Embora também tendesse para esse caminho quando tudo perdia o rumo, quando a mais insignificante luz se apagava, sabia o significado do primeiro contacto com a droga nestas classes devastadas pela pobreza e falta de ajuda social. Tudo começaria com um «Prova!» e depois um «Queres outro?» ... Depois do ecstasy, da cocaína, da heroína, o final mais temido arrebataria a vida de jovens de escassas oportunidades ...
Fumava mais um cigarro enquanto vagueava pela ruela turva de cheiro a enxofre e doenças malignas. Num canto, mais um jovem a "meter p'rá veia", um outro a preparar aquela que Belo não sabia que seria a sua injecção. Fotografava cada um dos ocupantes. No entanto este último chamava pela objectiva de forma arrepiante, como que pedindo que todo o processo fosse gravado numa sequência de imagens. Belo, obedece! A sua presença, já habitual, não incomoda ninguém, pois todos olhavam para ele como mais "um daqueles tarados" que deambulam na penumbra. Começa, então, a captar a droga, o sumo ácido do limão que escorre até à colher suja, o isqueiro, toda a miscelânea a ferver, a seringa, o elástico que puxado pelos dentes aperta o braço magro e pisado do "junkie", o sorriso irónico, mais um "chuto" ... o prazer, a satisfação ... a satisfação, a dor, a corrosão, o abandono da vida mundana. O resultado de uma injecção letal, a pena capital, a morte.

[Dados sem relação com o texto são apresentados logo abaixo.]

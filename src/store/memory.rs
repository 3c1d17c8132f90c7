use std::collections::HashMap;

use mongodb::bson::{oid::ObjectId, DateTime};
use rocket::tokio::sync::Mutex;

use super::{
    BookingFilter, DestinationFilter, PackageFilter, PaymentFilter, Store, StoreError,
    StoreResult,
};
use crate::models::{
    Booking, BookingState, BookingStatus, CustomerInfo, Destination, Package, PackageFields,
    Payment, PaymentRecordStatus, RatingSummary, Review, ReviewTarget, ReviewTargetKind, User,
};
use crate::utils::Pagination;

/// Process-local store. One mutex over every collection, so each trait call
/// is atomic in the same way a single-document update is in MongoDB.
#[derive(Default)]
pub struct MemoryStore {
    inner: Mutex<Collections>,
}

#[derive(Default)]
struct Collections {
    users: HashMap<ObjectId, User>,
    destinations: HashMap<ObjectId, Destination>,
    packages: HashMap<ObjectId, Package>,
    bookings: HashMap<ObjectId, Booking>,
    payments: HashMap<ObjectId, Payment>,
    reviews: HashMap<ObjectId, Review>,
}

impl MemoryStore {
    pub fn new() -> Self {
        Self::default()
    }
}

/// Newest first, then a page out of the result.
fn paginate<T: Clone>(
    mut items: Vec<&T>,
    created_at: impl Fn(&T) -> (DateTime, Option<ObjectId>),
    page: Pagination,
) -> (Vec<T>, u64) {
    items.sort_by(|a, b| created_at(b).cmp(&created_at(a)));
    let total = items.len() as u64;
    let page_items = items
        .into_iter()
        .skip(page.skip() as usize)
        .take(page.limit as usize)
        .cloned()
        .collect();
    (page_items, total)
}

fn with_id<T>(mut doc: T, id: ObjectId, set_id: impl FnOnce(&mut T, ObjectId)) -> T {
    set_id(&mut doc, id);
    doc
}

#[rocket::async_trait]
impl Store for MemoryStore {
    async fn insert_user(&self, user: &User) -> StoreResult<ObjectId> {
        let mut db = self.inner.lock().await;
        if db.users.values().any(|u| u.email == user.email) {
            return Err(StoreError::Duplicate(format!("users.email {}", user.email)));
        }
        let id = ObjectId::new();
        db.users.insert(id, with_id(user.clone(), id, |u, id| u.id = Some(id)));
        Ok(id)
    }

    async fn find_user(&self, id: ObjectId) -> StoreResult<Option<User>> {
        Ok(self.inner.lock().await.users.get(&id).cloned())
    }

    async fn find_user_by_email(&self, email: &str) -> StoreResult<Option<User>> {
        let db = self.inner.lock().await;
        Ok(db.users.values().find(|u| u.email == email).cloned())
    }

    async fn record_login(&self, id: ObjectId) -> StoreResult<()> {
        if let Some(user) = self.inner.lock().await.users.get_mut(&id) {
            user.last_login_at = DateTime::now();
        }
        Ok(())
    }

    async fn insert_destination(&self, destination: &Destination) -> StoreResult<ObjectId> {
        let id = ObjectId::new();
        self.inner
            .lock()
            .await
            .destinations
            .insert(id, with_id(destination.clone(), id, |d, id| d.id = Some(id)));
        Ok(id)
    }

    async fn find_destination(&self, id: ObjectId) -> StoreResult<Option<Destination>> {
        Ok(self.inner.lock().await.destinations.get(&id).cloned())
    }

    async fn list_destinations(
        &self,
        filter: &DestinationFilter,
        page: Pagination,
    ) -> StoreResult<(Vec<Destination>, u64)> {
        let db = self.inner.lock().await;
        let matching = db.destinations.values().filter(|d| filter.matches(d)).collect();
        Ok(paginate(matching, |d| (d.created_at, d.id), page))
    }

    async fn adjust_packages_count(&self, id: ObjectId, delta: i32) -> StoreResult<bool> {
        let mut db = self.inner.lock().await;
        match db.destinations.get_mut(&id) {
            Some(destination) => {
                destination.packages_count = (destination.packages_count + delta).max(0);
                destination.updated_at = DateTime::now();
                Ok(true)
            }
            None => Ok(false),
        }
    }

    async fn insert_package(&self, package: &Package) -> StoreResult<ObjectId> {
        let id = ObjectId::new();
        self.inner
            .lock()
            .await
            .packages
            .insert(id, with_id(package.clone(), id, |p, id| p.id = Some(id)));
        Ok(id)
    }

    async fn find_package(&self, id: ObjectId) -> StoreResult<Option<Package>> {
        Ok(self.inner.lock().await.packages.get(&id).cloned())
    }

    async fn list_packages(
        &self,
        filter: &PackageFilter,
        page: Pagination,
    ) -> StoreResult<(Vec<Package>, u64)> {
        let db = self.inner.lock().await;
        let matching = db.packages.values().filter(|p| filter.matches(p)).collect();
        Ok(paginate(matching, |p| (p.created_at, p.id), page))
    }

    async fn update_package_fields(
        &self,
        id: ObjectId,
        expected_booked: i32,
        fields: &PackageFields,
    ) -> StoreResult<Option<Package>> {
        let mut db = self.inner.lock().await;
        let Some(package) = db.packages.get_mut(&id) else {
            return Ok(None);
        };
        if package.booked_seats != expected_booked {
            return Ok(None);
        }
        package.name = fields.name.clone();
        package.description = fields.description.clone();
        package.price = fields.price;
        package.is_free = fields.is_free;
        package.duration_days = fields.duration_days;
        package.start_date = fields.start_date.clone();
        package.end_date = fields.end_date.clone();
        package.total_seats = fields.total_seats;
        package.available_seats = fields.available_seats;
        package.status = fields.status;
        package.updated_at = DateTime::now();
        Ok(Some(package.clone()))
    }

    async fn delete_package(&self, id: ObjectId) -> StoreResult<bool> {
        Ok(self.inner.lock().await.packages.remove(&id).is_some())
    }

    async fn reserve_seats(&self, id: ObjectId, seats: i32) -> StoreResult<Option<Package>> {
        let mut db = self.inner.lock().await;
        let Some(package) = db.packages.get_mut(&id) else {
            return Ok(None);
        };
        if package.status != crate::models::PackageStatus::Active || package.available_seats < seats {
            return Ok(None);
        }
        package.available_seats -= seats;
        package.booked_seats += seats;
        package.status = package.status.after_seat_change(package.available_seats);
        package.updated_at = DateTime::now();
        Ok(Some(package.clone()))
    }

    async fn release_seats(&self, id: ObjectId, seats: i32) -> StoreResult<Option<Package>> {
        let mut db = self.inner.lock().await;
        let Some(package) = db.packages.get_mut(&id) else {
            return Ok(None);
        };
        if package.booked_seats < seats {
            return Ok(None);
        }
        package.available_seats += seats;
        package.booked_seats -= seats;
        package.status = package.status.after_seat_change(package.available_seats);
        package.updated_at = DateTime::now();
        Ok(Some(package.clone()))
    }

    async fn insert_booking(&self, booking: &Booking) -> StoreResult<ObjectId> {
        let id = ObjectId::new();
        self.inner
            .lock()
            .await
            .bookings
            .insert(id, with_id(booking.clone(), id, |b, id| b.id = Some(id)));
        Ok(id)
    }

    async fn find_booking(&self, id: ObjectId) -> StoreResult<Option<Booking>> {
        Ok(self.inner.lock().await.bookings.get(&id).cloned())
    }

    async fn list_bookings(
        &self,
        filter: &BookingFilter,
        page: Pagination,
    ) -> StoreResult<(Vec<Booking>, u64)> {
        let db = self.inner.lock().await;
        let matching = db.bookings.values().filter(|b| filter.matches(b)).collect();
        Ok(paginate(matching, |b| (b.created_at, b.id), page))
    }

    async fn count_open_bookings(&self, package_id: ObjectId) -> StoreResult<u64> {
        let db = self.inner.lock().await;
        Ok(db
            .bookings
            .values()
            .filter(|b| {
                b.package_id == package_id
                    && matches!(b.status, BookingStatus::Pending | BookingStatus::Confirmed)
            })
            .count() as u64)
    }

    async fn transition_booking(
        &self,
        id: ObjectId,
        expected: BookingState,
        next: BookingState,
        cancellation_reason: Option<String>,
    ) -> StoreResult<Option<Booking>> {
        let mut db = self.inner.lock().await;
        let Some(booking) = db.bookings.get_mut(&id) else {
            return Ok(None);
        };
        if booking.state() != expected {
            return Ok(None);
        }
        booking.status = next.status;
        booking.payment_status = next.payment_status;
        if cancellation_reason.is_some() {
            booking.cancellation_reason = cancellation_reason;
        }
        booking.updated_at = DateTime::now();
        Ok(Some(booking.clone()))
    }

    async fn update_booking_details(
        &self,
        id: ObjectId,
        expected: BookingState,
        customer_info: &CustomerInfo,
        travel_date: &str,
    ) -> StoreResult<Option<Booking>> {
        let mut db = self.inner.lock().await;
        let Some(booking) = db.bookings.get_mut(&id) else {
            return Ok(None);
        };
        if booking.state() != expected {
            return Ok(None);
        }
        booking.customer_info = customer_info.clone();
        booking.travel_date = travel_date.to_string();
        booking.updated_at = DateTime::now();
        Ok(Some(booking.clone()))
    }

    async fn insert_payment(&self, payment: &Payment) -> StoreResult<ObjectId> {
        let mut db = self.inner.lock().await;
        if payment.status == PaymentRecordStatus::Pending
            && db.payments.values().any(|p| {
                p.booking_id == payment.booking_id && p.status == PaymentRecordStatus::Pending
            })
        {
            return Err(StoreError::Duplicate(format!(
                "payments pending for booking {}",
                payment.booking_id
            )));
        }
        if db.payments.values().any(|p| p.transaction_id == payment.transaction_id) {
            return Err(StoreError::Duplicate(format!(
                "payments.transaction_id {}",
                payment.transaction_id
            )));
        }
        let id = ObjectId::new();
        db.payments.insert(id, with_id(payment.clone(), id, |p, id| p.id = Some(id)));
        Ok(id)
    }

    async fn find_payment_by_transaction(&self, transaction_id: &str) -> StoreResult<Option<Payment>> {
        let db = self.inner.lock().await;
        Ok(db
            .payments
            .values()
            .find(|p| p.transaction_id == transaction_id)
            .cloned())
    }

    async fn list_payments(
        &self,
        filter: &PaymentFilter,
        page: Pagination,
    ) -> StoreResult<(Vec<Payment>, u64)> {
        let db = self.inner.lock().await;
        let matching = db.payments.values().filter(|p| filter.matches(p)).collect();
        Ok(paginate(matching, |p| (p.created_at, p.id), page))
    }

    async fn transition_payment(
        &self,
        id: ObjectId,
        expected: PaymentRecordStatus,
        next: PaymentRecordStatus,
        failure_reason: Option<String>,
        gateway_reference: Option<String>,
    ) -> StoreResult<Option<Payment>> {
        let mut db = self.inner.lock().await;
        let Some(payment) = db.payments.get_mut(&id) else {
            return Ok(None);
        };
        if payment.status != expected {
            return Ok(None);
        }
        payment.status = next;
        if failure_reason.is_some() {
            payment.failure_reason = failure_reason;
        }
        if gateway_reference.is_some() {
            payment.gateway_reference = gateway_reference;
        }
        payment.updated_at = DateTime::now();
        Ok(Some(payment.clone()))
    }

    async fn insert_review(&self, review: &Review) -> StoreResult<ObjectId> {
        let mut db = self.inner.lock().await;
        if db
            .reviews
            .values()
            .any(|r| r.user_id == review.user_id && r.target() == review.target())
        {
            return Err(StoreError::Duplicate(format!(
                "reviews for {} {} by {}",
                review.target_type, review.target_id, review.user_id
            )));
        }
        let id = ObjectId::new();
        db.reviews.insert(id, with_id(review.clone(), id, |r, id| r.id = Some(id)));
        Ok(id)
    }

    async fn find_review(&self, id: ObjectId) -> StoreResult<Option<Review>> {
        Ok(self.inner.lock().await.reviews.get(&id).cloned())
    }

    async fn find_user_review(
        &self,
        user_id: ObjectId,
        target: ReviewTarget,
    ) -> StoreResult<Option<Review>> {
        let db = self.inner.lock().await;
        Ok(db
            .reviews
            .values()
            .find(|r| r.user_id == user_id && r.target() == target)
            .cloned())
    }

    async fn delete_review(&self, id: ObjectId) -> StoreResult<bool> {
        Ok(self.inner.lock().await.reviews.remove(&id).is_some())
    }

    async fn list_reviews(
        &self,
        target: ReviewTarget,
        page: Pagination,
    ) -> StoreResult<(Vec<Review>, u64)> {
        let db = self.inner.lock().await;
        let matching = db.reviews.values().filter(|r| r.target() == target).collect();
        Ok(paginate(matching, |r| (r.created_at, r.id), page))
    }

    async fn increment_helpful(&self, id: ObjectId) -> StoreResult<Option<Review>> {
        let mut db = self.inner.lock().await;
        Ok(db.reviews.get_mut(&id).map(|review| {
            review.helpful += 1;
            review.clone()
        }))
    }

    async fn adjust_rating(
        &self,
        target: ReviewTarget,
        rating_delta: i64,
        count_delta: i32,
    ) -> StoreResult<Option<RatingSummary>> {
        let mut db = self.inner.lock().await;
        let counters = match target.kind {
            ReviewTargetKind::Package => db
                .packages
                .get_mut(&target.id)
                .map(|p| (&mut p.rating_sum, &mut p.total_reviews)),
            ReviewTargetKind::Destination => db
                .destinations
                .get_mut(&target.id)
                .map(|d| (&mut d.rating_sum, &mut d.total_reviews)),
        };
        let Some((rating_sum, total_reviews)) = counters else {
            return Ok(None);
        };
        if *total_reviews + count_delta < 0 {
            return Ok(None);
        }
        *rating_sum += rating_delta;
        *total_reviews += count_delta;
        Ok(Some(RatingSummary {
            rating_sum: *rating_sum,
            total_reviews: *total_reviews,
        }))
    }

    async fn set_average_rating(
        &self,
        target: ReviewTarget,
        summary: RatingSummary,
        average: f64,
    ) -> StoreResult<bool> {
        let mut db = self.inner.lock().await;
        let fields = match target.kind {
            ReviewTargetKind::Package => db
                .packages
                .get_mut(&target.id)
                .map(|p| (p.rating_sum, p.total_reviews, &mut p.average_rating)),
            ReviewTargetKind::Destination => db
                .destinations
                .get_mut(&target.id)
                .map(|d| (d.rating_sum, d.total_reviews, &mut d.average_rating)),
        };
        match fields {
            Some((rating_sum, total_reviews, average_rating))
                if rating_sum == summary.rating_sum && total_reviews == summary.total_reviews =>
            {
                *average_rating = average;
                Ok(true)
            }
            _ => Ok(false),
        }
    }
}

Mais um corpo ao abandono, mais um entre muitos que ali permanecerão eternos sobre o negro do céu que desaba na hora fatal!
Apesar de não ter sido o primeiro que vira, Belo entrou, ainda chocado, em casa com tudo o que havia presenciado, com tudo o que estava preso ao negativo, ainda na máquina. Pousou-a na única estante que decora o estúdio sombrio, desajeitado, desarrumado onde vive (?) e estendeu-se ao comprido no sofá negro que vestia a carpete que por sua vez vestia o chão, onde havia improvisado uma espécie de sala. Deitado de barriga para cima, não conseguia evitar que as lágrimas lhe beijassem o rosto de pele ebúrnea, enquanto recordava tudo o que o assombrara essa noite. Adormecera por fim ...
Acordou era já alto dia com o sol que o espiava através das persianas, devolvendo àquele lugar um pouco de sorte! Ainda perturbado ergueu o corpo deitado e, como que de uma rotina se tratasse, pegou na máquina, atravessou o estúdio forrado de fotografias a preto e branco que formavam um padrão estranho, tumultuoso e dolorido, dirigindo-se à improvisada câmara escura. Certifica-se que o revelador está à temperatura adequada, toma atenção à hora antes de começar. Mergulha o papel no revelador com a emulsão para baixo, depois com uma pinça vira-o para cima. Agita a tina suavemente para que o papel não deixe de estar em movimento, 30 a 40 segundos e a imagem aparece. Cuidadosamente com a pinça, pega o papel passando-o pelo banho de paragem e por fim levando-o ao fixador. 10 Minutos "et voilá", Belo pode acender a luz ...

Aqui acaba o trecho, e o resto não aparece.